À princípio deu aquele medinho né? Vai fazer quase uns 10 anos que eu não me arrisco a sair dos limites do mundo limpinho e perfeito da arte digital. Mas este dia chegou, e lá estava eu cara a cara com o papel! Aiii
Mas, para minha surpresa, o lápis deslizou fácil e o desenho foi brotando na minha frente. Minha memória sensorial, dos tempos de adolescente, foi surgindo (talvez por isso que o traço saiu mais no estilo mangá que o normal, naquela época eu só desenhava assim! hehe). Me lembrei da experiência de desenhar no papel, e isso foi bom!

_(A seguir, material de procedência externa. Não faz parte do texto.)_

// SPDX-License-Identifier: MIT
// Copyright 2026 Roland Dreier <roland@rolandd.dev>

//! Application error types with consistent API responses.
//!
//! The mobile client reads plain-text diagnostics, so every error renders
//! as a status code plus its `Display` string.

use axum::{
    http::StatusCode,
    response::{IntoResponse, Response},
};

/// Application error type that converts to HTTP responses.
#[derive(Debug, thiserror::Error)]
pub enum AppError {
    /// Missing or malformed `Authorization` header.
    #[error("Unauthorized")]
    Unauthorized,

    /// Bearer token present but failed verification.
    #[error("Auth error: {0}")]
    Auth(String),

    #[error("Invalid JSON: {0}")]
    InvalidJson(String),

    #[error("Missing authCode or fcmToken")]
    MissingFields,

    /// The provider accepted the code but issued no refresh token.
    #[error("No refresh_token received. Make sure to request offline access.")]
    MissingRefreshToken,

    #[error("Error exchanging token: {0}")]
    Exchange(String),

    #[error("Error exchanging token: {0}")]
    Database(String),
}

impl AppError {
    /// HTTP status for this error.
    pub fn status_code(&self) -> StatusCode {
        match self {
            AppError::Unauthorized | AppError::Auth(_) => StatusCode::UNAUTHORIZED,
            AppError::InvalidJson(_) | AppError::MissingFields | AppError::MissingRefreshToken => {
                StatusCode::BAD_REQUEST
            }
            AppError::Exchange(_) | AppError::Database(_) => StatusCode::INTERNAL_SERVER_ERROR,
        }
    }
}

impl IntoResponse for AppError {
    fn into_response(self) -> Response {
        let status = self.status_code();

        match &self {
            AppError::Exchange(msg) => {
                tracing::error!(error = %msg, "Authorization code exchange failed");
            }
            AppError::Database(msg) => {
                tracing::error!(error = %msg, "Database error");
            }
            _ => {}
        }

        (status, self.to_string()).into_response()
    }
}

/// Result type alias for handlers
pub type Result<T> = std::result::Result<T, AppError>;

Aí chegou a parte crítica: a pintura!
Bom, antes eu desenhava a maior parte das vezes com lápis de cor, e vez ou outra fazia um detalhe com aquarela. Aquarela não, corante de bolo! Pois é, eu misturava aquele pozinho na água e voilà. Aquilo era a minha “aquarela”.
E foi viajando nestas lembranças, que fiz a minha primeira ilustração em aquarela depois de muitos anos! E olha que legal ficou!

Ok, olhando criticamente, tem muuuita coisa que preciso melhorar. Mas acho que isso é o de menos. Afinal, a arte no mundo real - assim como a vida real - é cheia de imperfeições. E muitas vezes é isso que dá o charme né?